** RECORDED INFORMATION follows **
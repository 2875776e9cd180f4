//! Property tests for pipeline invariants.
//!
//! Uses proptest to verify:
//! 1. Alignment — ATR and stop series have one entry per bar
//! 2. Non-negative ATR
//! 3. Ratchet monotonicity — long stops never fall, short stops never rise
//! 4. Tie carry — a close equal to the previous stop keeps it exactly
//! 5. Determinism — identical inputs give identical output

use chrono::NaiveDate;
use proptest::prelude::*;
use stoplab_core::stops::trailing_stop_steps;
use stoplab_core::{compute_stop_series, Bar, StopParams, StopSide};

// ── Strategies (proptest) ────────────────────────────────────────────

fn arb_bar_fields() -> impl Strategy<Value = (f64, f64, f64)> {
    // (close, up-wick, down-wick)
    (10.0..500.0_f64, 0.0..10.0_f64, 0.0..10.0_f64)
}

fn arb_bars(min: usize, max: usize) -> impl Strategy<Value = Vec<Bar>> {
    prop::collection::vec(arb_bar_fields(), min..max).prop_map(|fields| {
        let base = NaiveDate::from_ymd_opt(2020, 1, 2).unwrap();
        fields
            .into_iter()
            .enumerate()
            .map(|(i, (close, up, down))| {
                let close = (close * 100.0).round() / 100.0;
                Bar {
                    symbol: "PROP".into(),
                    date: base + chrono::Duration::days(i as i64),
                    open: close,
                    high: close + up,
                    low: close - down,
                    close,
                    volume: 0,
                }
            })
            .collect()
    })
}

fn arb_params() -> impl Strategy<Value = StopParams> {
    (1usize..25, 0.5..5.0_f64).prop_map(|(p, m)| StopParams::new(p, m))
}

proptest! {
    #[test]
    fn series_aligned_with_bars(bars in arb_bars(25, 120), params in arb_params()) {
        let series = compute_stop_series(&bars, &params).unwrap();
        prop_assert_eq!(series.len(), bars.len());
        prop_assert_eq!(series.atr_values().len(), bars.len());
        prop_assert_eq!(series.stop_values().len(), bars.len());
        for (row, bar) in series.rows().iter().zip(&bars) {
            prop_assert_eq!(row.date, bar.date);
        }
    }

    #[test]
    fn atr_is_non_negative(bars in arb_bars(25, 120), params in arb_params()) {
        let series = compute_stop_series(&bars, &params).unwrap();
        for atr in series.atr_values().into_iter().flatten() {
            prop_assert!(atr >= 0.0);
        }
    }

    #[test]
    fn ratchet_never_loosens(bars in arb_bars(25, 120), params in arb_params()) {
        let series = compute_stop_series(&bars, &params).unwrap();
        let rows = series.rows();
        let mut prev: Option<f64> = None;
        for row in rows {
            if let (Some(p), Some(stop)) = (prev, row.stop) {
                if row.close > p {
                    prop_assert!(stop >= p);
                    prop_assert_eq!(row.side, Some(StopSide::Long));
                } else if row.close < p {
                    prop_assert!(stop <= p);
                    prop_assert_eq!(row.side, Some(StopSide::Short));
                } else {
                    prop_assert_eq!(stop, p);
                }
            }
            if row.stop.is_some() {
                prev = row.stop;
            }
        }
    }

    #[test]
    fn tie_keeps_previous_stop_exactly(
        level in 50.0..150.0_f64,
        atr in 0.1..10.0_f64,
        multiplier in 0.5..5.0_f64,
    ) {
        // Close on bar 2 lands exactly on the bar-1 stop.
        let base = NaiveDate::from_ymd_opt(2020, 1, 2).unwrap();
        let first_close = level + atr * multiplier;
        let closes = [first_close, first_close, level];
        let bars: Vec<Bar> = closes
            .iter()
            .enumerate()
            .map(|(i, &c)| Bar {
                symbol: "TIE".into(),
                date: base + chrono::Duration::days(i as i64),
                open: c,
                high: c,
                low: c,
                close: c,
                volume: 0,
            })
            .collect();
        let steps = trailing_stop_steps(&bars, &[None, Some(atr), Some(atr)], multiplier).unwrap();
        let first = steps[1].unwrap().level;
        // Re-issue the tie against the level that was actually stored.
        let mut tie_bars = bars.clone();
        tie_bars[2].close = first;
        let steps = trailing_stop_steps(&tie_bars, &[None, Some(atr), Some(atr * 3.0)], multiplier).unwrap();
        let tied = steps[2].unwrap();
        prop_assert_eq!(tied.side, StopSide::Tied);
        prop_assert_eq!(tied.level.to_bits(), first.to_bits());
    }

    #[test]
    fn pipeline_is_deterministic(bars in arb_bars(25, 80), params in arb_params()) {
        let a = compute_stop_series(&bars, &params).unwrap();
        let b = compute_stop_series(&bars, &params).unwrap();
        prop_assert_eq!(a.fingerprint(), b.fingerprint());
        prop_assert_eq!(
            serde_json::to_string(&a).unwrap(),
            serde_json::to_string(&b).unwrap()
        );
    }

    #[test]
    fn no_lookahead(bars in arb_bars(30, 80), params in arb_params(), cut in 25usize..30) {
        let full = compute_stop_series(&bars, &params).unwrap();
        let truncated = compute_stop_series(&bars[..cut], &params).unwrap();
        prop_assert_eq!(truncated.rows(), &full.rows()[..cut]);
    }
}
//! Single-run orchestration.
//!
//! config → window → buffered fetch → canonicalize → core pipeline →
//! trim to window → report. Every failure is reported once, before any
//! rows are produced.

use chrono::NaiveDate;
use serde::{Deserialize, Serialize};
use stoplab_core::{compute_stop_series, Bar, CoreError, StopParams, StopSeries};
use thiserror::Error;

use crate::config::{ConfigError, RunConfig, RunId};
use crate::data_loader::{load_bars, BarSource, LoadError};
use crate::window::{DateWindow, WindowError};

#[derive(Debug, Error)]
pub enum RunError {
    #[error("config error: {0}")]
    Config(#[from] ConfigError),
    #[error("window error: {0}")]
    Window(#[from] WindowError),
    #[error("data error: {0}")]
    Data(#[from] LoadError),
    #[error(transparent)]
    Core(#[from] CoreError),
    #[error("no bars for '{symbol}' inside {start}..={end}")]
    EmptyWindow {
        symbol: String,
        start: NaiveDate,
        end: NaiveDate,
    },
}

impl RunError {
    /// True when the core rejected the run for having fewer bars than `period`.
    pub fn is_insufficient_data(&self) -> bool {
        matches!(self, RunError::Core(CoreError::InsufficientData { .. }))
    }
}

/// Current schema version for persisted reports.
pub const SCHEMA_VERSION: u32 = 1;

fn default_schema_version() -> u32 {
    SCHEMA_VERSION
}

/// Complete result of one run.
#[derive(Debug, Clone, Serialize, Deserialize)]
pub struct StopReport {
    /// Schema version for forward-compatible deserialization.
    #[serde(default = "default_schema_version")]
    pub schema_version: u32,
    pub symbol: String,
    pub run_id: RunId,
    pub source: String,
    pub window: DateWindow,
    /// First date requested from the source (window start minus warm-up buffer).
    pub fetch_start: NaiveDate,
    /// Bars fed to the pipeline, buffer included.
    pub bar_count: usize,
    /// Rows inside the window that have no stop yet.
    pub warmup_bars: usize,
    pub series: StopSeries,
    /// Fingerprint of the reported rows.
    pub fingerprint: String,
    #[serde(default)]
    pub data_quality_warnings: Vec<String>,
}

impl StopReport {
    pub fn params(&self) -> StopParams {
        self.series.params()
    }
}

/// Run one config against a bar source.
///
/// `today` resolves missing window ends; pass `chrono::Local::now().date_naive()`
/// in production and a fixed date in tests.
pub fn run_single(
    config: &RunConfig,
    source: &dyn BarSource,
    today: NaiveDate,
) -> Result<StopReport, RunError> {
    config.validate()?;
    let period = config.params.period;
    let window = DateWindow::resolve(&config.window, period, today)?;
    let fetch_start = window.fetch_start(period);

    log::info!(
        "{}: fetching {fetch_start}..={} from {} (period={}, multiplier={})",
        config.symbol,
        window.end,
        source.name(),
        period,
        config.params.multiplier
    );

    let loaded = load_bars(source, &config.symbol, fetch_start, window.end)?;
    let report = run_with_bars(
        &config.symbol,
        &loaded.bars,
        &config.params,
        window,
        fetch_start,
    )?;

    Ok(StopReport {
        run_id: config.run_id(),
        source: source.name().to_string(),
        data_quality_warnings: loaded.warnings,
        ..report
    })
}

/// Run the pipeline over already-loaded bars and cut the output to `window`.
///
/// `bars` must be sorted ascending and may start before `window.start`.
pub fn run_with_bars(
    symbol: &str,
    bars: &[Bar],
    params: &StopParams,
    window: DateWindow,
    fetch_start: NaiveDate,
) -> Result<StopReport, RunError> {
    let full = compute_stop_series(bars, params)?;
    let series = full.within(window.start, window.end);
    if series.is_empty() {
        return Err(RunError::EmptyWindow {
            symbol: symbol.to_string(),
            start: window.start,
            end: window.end,
        });
    }

    let warmup_bars = series.warmup_bars();
    if warmup_bars > 0 {
        log::warn!(
            "{symbol}: first {warmup_bars} row(s) of the window have no stop; \
             raise window.buffer_days to warm up ATR earlier"
        );
    }
    let fingerprint = series.fingerprint();
    log::info!(
        "{symbol}: {} rows reported, {} bars computed, fingerprint {}",
        series.len(),
        bars.len(),
        &fingerprint[..12]
    );

    Ok(StopReport {
        schema_version: SCHEMA_VERSION,
        symbol: symbol.to_string(),
        run_id: String::new(),
        source: String::new(),
        window,
        fetch_start,
        bar_count: bars.len(),
        warmup_bars,
        series,
        fingerprint,
        data_quality_warnings: Vec::new(),
    })
}
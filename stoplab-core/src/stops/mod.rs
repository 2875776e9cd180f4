//! Trailing stop ratchet.
//!
//! **Core Rule:** while the close stays on one side of the stop, the stop may
//! only move toward price, never away from it (even if ATR expands).

pub mod ratchet;

pub use ratchet::{compute_trailing_stop, trailing_stop_steps, RatchetState, StopSide, StopStep};
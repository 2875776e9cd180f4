//! Bars → ATR → ratchet, zipped into one aligned series.
//!
//! Parameters and input shape are checked up front. A rejected request
//! returns an error and no rows.

use chrono::NaiveDate;
use serde::{Deserialize, Serialize};

use crate::domain::Bar;
use crate::error::CoreError;
use crate::indicators::{Atr, Indicator};
use crate::stops::{trailing_stop_steps, StopSide};

pub const DEFAULT_PERIOD: usize = 21;
pub const DEFAULT_MULTIPLIER: f64 = 3.0;

fn default_period() -> usize {
    DEFAULT_PERIOD
}

fn default_multiplier() -> f64 {
    DEFAULT_MULTIPLIER
}

/// Numeric parameters of the pipeline.
#[derive(Debug, Clone, Copy, PartialEq, Serialize, Deserialize)]
pub struct StopParams {
    /// ATR window (Wilder).
    #[serde(default = "default_period")]
    pub period: usize,
    /// ATR multiple between close and stop.
    #[serde(default = "default_multiplier")]
    pub multiplier: f64,
}

impl Default for StopParams {
    fn default() -> Self {
        Self {
            period: DEFAULT_PERIOD,
            multiplier: DEFAULT_MULTIPLIER,
        }
    }
}

impl StopParams {
    pub fn new(period: usize, multiplier: f64) -> Self {
        Self { period, multiplier }
    }

    pub fn validate(&self) -> Result<(), CoreError> {
        if self.period == 0 {
            return Err(CoreError::invalid("period", "must be a positive integer"));
        }
        if !self.multiplier.is_finite() || self.multiplier <= 0.0 {
            return Err(CoreError::invalid(
                "multiplier",
                format!("must be a positive finite number, got {}", self.multiplier),
            ));
        }
        Ok(())
    }
}

/// One output row: the bar fields callers display plus ATR and stop.
#[derive(Debug, Clone, PartialEq, Serialize, Deserialize)]
pub struct StopRow {
    pub date: NaiveDate,
    pub high: f64,
    pub low: f64,
    pub close: f64,
    pub atr: Option<f64>,
    pub stop: Option<f64>,
    pub side: Option<StopSide>,
}

/// Aligned ATR and stop series, one row per input bar.
#[derive(Debug, Clone, PartialEq, Serialize, Deserialize)]
pub struct StopSeries {
    params: StopParams,
    rows: Vec<StopRow>,
}

impl StopSeries {
    pub fn params(&self) -> StopParams {
        self.params
    }

    pub fn rows(&self) -> &[StopRow] {
        &self.rows
    }

    pub fn into_rows(self) -> Vec<StopRow> {
        self.rows
    }

    pub fn len(&self) -> usize {
        self.rows.len()
    }

    pub fn is_empty(&self) -> bool {
        self.rows.is_empty()
    }

    pub fn last(&self) -> Option<&StopRow> {
        self.rows.last()
    }

    pub fn atr_values(&self) -> Vec<Option<f64>> {
        self.rows.iter().map(|r| r.atr).collect()
    }

    pub fn stop_values(&self) -> Vec<Option<f64>> {
        self.rows.iter().map(|r| r.stop).collect()
    }

    /// Number of leading rows without a stop.
    pub fn warmup_bars(&self) -> usize {
        self.rows.iter().take_while(|r| r.stop.is_none()).count()
    }

    /// Split the stop line into long and short legs.
    ///
    /// Each defined stop goes to the leg named by its side. A tied row stays
    /// on whichever leg was active before the tie.
    pub fn legs(&self) -> (Vec<Option<f64>>, Vec<Option<f64>>) {
        let mut long = Vec::with_capacity(self.rows.len());
        let mut short = Vec::with_capacity(self.rows.len());
        let mut active = StopSide::Long;

        for row in &self.rows {
            if let Some(side) = row.side {
                if side != StopSide::Tied {
                    active = side;
                }
            }
            match (row.stop, active) {
                (Some(level), StopSide::Short) => {
                    long.push(None);
                    short.push(Some(level));
                }
                (Some(level), _) => {
                    long.push(Some(level));
                    short.push(None);
                }
                (None, _) => {
                    long.push(None);
                    short.push(None);
                }
            }
        }

        (long, short)
    }

    pub fn long_stop(&self) -> Vec<Option<f64>> {
        self.legs().0
    }

    pub fn short_stop(&self) -> Vec<Option<f64>> {
        self.legs().1
    }

    /// Keep only rows dated within `start..=end`.
    ///
    /// Values are not recomputed: rows keep what they had in the full series.
    pub fn within(self, start: NaiveDate, end: NaiveDate) -> Self {
        Self {
            params: self.params,
            rows: self
                .rows
                .into_iter()
                .filter(|r| r.date >= start && r.date <= end)
                .collect(),
        }
    }

    /// BLAKE3 over the exact bit patterns of every row.
    ///
    /// Identical inputs and parameters always give the same fingerprint.
    pub fn fingerprint(&self) -> String {
        fn put(hasher: &mut blake3::Hasher, v: Option<f64>) {
            match v {
                Some(x) => {
                    hasher.update(&[1]);
                    hasher.update(&x.to_bits().to_le_bytes());
                }
                None => {
                    hasher.update(&[0]);
                }
            }
        }

        let mut hasher = blake3::Hasher::new();
        hasher.update(&(self.params.period as u64).to_le_bytes());
        hasher.update(&self.params.multiplier.to_bits().to_le_bytes());
        for row in &self.rows {
            hasher.update(row.date.to_string().as_bytes());
            put(&mut hasher, Some(row.high));
            put(&mut hasher, Some(row.low));
            put(&mut hasher, Some(row.close));
            put(&mut hasher, row.atr);
            put(&mut hasher, row.stop);
        }
        hasher.finalize().to_hex().to_string()
    }
}

/// Compute the aligned ATR/stop series for `bars`.
///
/// # Errors
/// - `InvalidParameter` for a zero period or a non-positive multiplier
/// - `InsufficientData` when there are fewer bars than `period`
pub fn compute_stop_series(bars: &[Bar], params: &StopParams) -> Result<StopSeries, CoreError> {
    params.validate()?;
    if bars.is_empty() || bars.len() < params.period {
        return Err(CoreError::InsufficientData {
            required: params.period,
            available: bars.len(),
        });
    }

    let atr = Atr::new(params.period).compute(bars);
    let steps = trailing_stop_steps(bars, &atr, params.multiplier)?;

    let rows = bars
        .iter()
        .zip(atr)
        .zip(steps)
        .map(|((bar, atr), step)| StopRow {
            date: bar.date,
            high: bar.high,
            low: bar.low,
            close: bar.close,
            atr,
            stop: step.map(|s| s.level),
            side: step.map(|s| s.side),
        })
        .collect();

    Ok(StopSeries {
        params: *params,
        rows,
    })
}
//! Serializable run configuration.
//!
//! A run is one symbol, one bar source, one parameter set and one date
//! window. Everything has an explicit default except the symbol and the source.

use chrono::NaiveDate;
use serde::{Deserialize, Serialize};
use std::path::{Path, PathBuf};
use stoplab_core::StopParams;
use thiserror::Error;

use crate::window::DEFAULT_BUFFER_DAYS;

/// Unique identifier for a run configuration (content-addressable hash).
pub type RunId = String;

#[derive(Debug, Error)]
pub enum ConfigError {
    #[error("failed to read config {path}: {source}")]
    Io {
        path: String,
        #[source]
        source: std::io::Error,
    },

    #[error("failed to parse config: {0}")]
    Parse(#[from] toml::de::Error),

    #[error("invalid config: {0}")]
    Invalid(String),
}

fn default_buffer_days() -> u32 {
    DEFAULT_BUFFER_DAYS
}

/// Requested output window. Missing ends are resolved against "today".
#[derive(Debug, Clone, PartialEq, Serialize, Deserialize)]
pub struct WindowConfig {
    /// First date to report (inclusive). Defaults to `end - (period + buffer_days)`.
    #[serde(default)]
    pub start: Option<NaiveDate>,
    /// Last date to report (inclusive). Defaults to today.
    #[serde(default)]
    pub end: Option<NaiveDate>,
    /// Extra calendar days fetched before `start` on top of `period`.
    #[serde(default = "default_buffer_days")]
    pub buffer_days: u32,
}

impl Default for WindowConfig {
    fn default() -> Self {
        Self {
            start: None,
            end: None,
            buffer_days: DEFAULT_BUFFER_DAYS,
        }
    }
}

/// Where bars come from.
#[derive(Debug, Clone, PartialEq, Serialize, Deserialize)]
#[serde(tag = "type", rename_all = "snake_case")]
pub enum SourceConfig {
    /// Replay daily bars from a CSV file.
    Csv { path: PathBuf },
}

/// Serializable configuration for a single run.
#[derive(Debug, Clone, PartialEq, Serialize, Deserialize)]
pub struct RunConfig {
    pub symbol: String,
    #[serde(default)]
    pub params: StopParams,
    #[serde(default)]
    pub window: WindowConfig,
    pub source: SourceConfig,
}

impl RunConfig {
    /// Build a config for a CSV file with default params and window.
    pub fn for_csv(symbol: impl Into<String>, path: impl Into<PathBuf>) -> Self {
        Self {
            symbol: symbol.into(),
            params: StopParams::default(),
            window: WindowConfig::default(),
            source: SourceConfig::Csv { path: path.into() },
        }
    }

    pub fn from_toml(content: &str) -> Result<Self, ConfigError> {
        let config: RunConfig = toml::from_str(content)?;
        config.validate()?;
        Ok(config)
    }

    pub fn from_file(path: &Path) -> Result<Self, ConfigError> {
        let content = std::fs::read_to_string(path).map_err(|source| ConfigError::Io {
            path: path.display().to_string(),
            source,
        })?;
        Self::from_toml(&content)
    }

    pub fn validate(&self) -> Result<(), ConfigError> {
        if self.symbol.trim().is_empty() {
            return Err(ConfigError::Invalid("symbol must not be empty".into()));
        }
        self.params
            .validate()
            .map_err(|e| ConfigError::Invalid(e.to_string()))?;
        if let (Some(start), Some(end)) = (self.window.start, self.window.end) {
            if start > end {
                return Err(ConfigError::Invalid(format!(
                    "window start {start} is after end {end}"
                )));
            }
        }
        Ok(())
    }

    /// Deterministic hash ID for this configuration.
    ///
    /// Two runs with identical configs share a RunId.
    pub fn run_id(&self) -> RunId {
        let SourceConfig::Csv { path } = &self.source;
        let canonical = format!(
            "{}|{}|{:016x}|{:?}|{:?}|{}|csv:{}",
            self.symbol,
            self.params.period,
            self.params.multiplier.to_bits(),
            self.window.start,
            self.window.end,
            self.window.buffer_days,
            path.display(),
        );
        blake3::hash(canonical.as_bytes()).to_hex().to_string()
    }
}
** End of RECORDED INFORMATION **
■ WHAT IS EXPECTED ■
Filter the lines above, keeping and copying those that contain "StopRow".

■ EXERCISE SOLUTION ■
pub struct StopRow {
    rows: Vec<StopRow>,
    pub fn rows(&self) -> &[StopRow] {
    pub fn into_rows(self) -> Vec<StopRow> {
    pub fn last(&self) -> Option<&StopRow> {
        .map(|((bar, atr), step)| StopRow {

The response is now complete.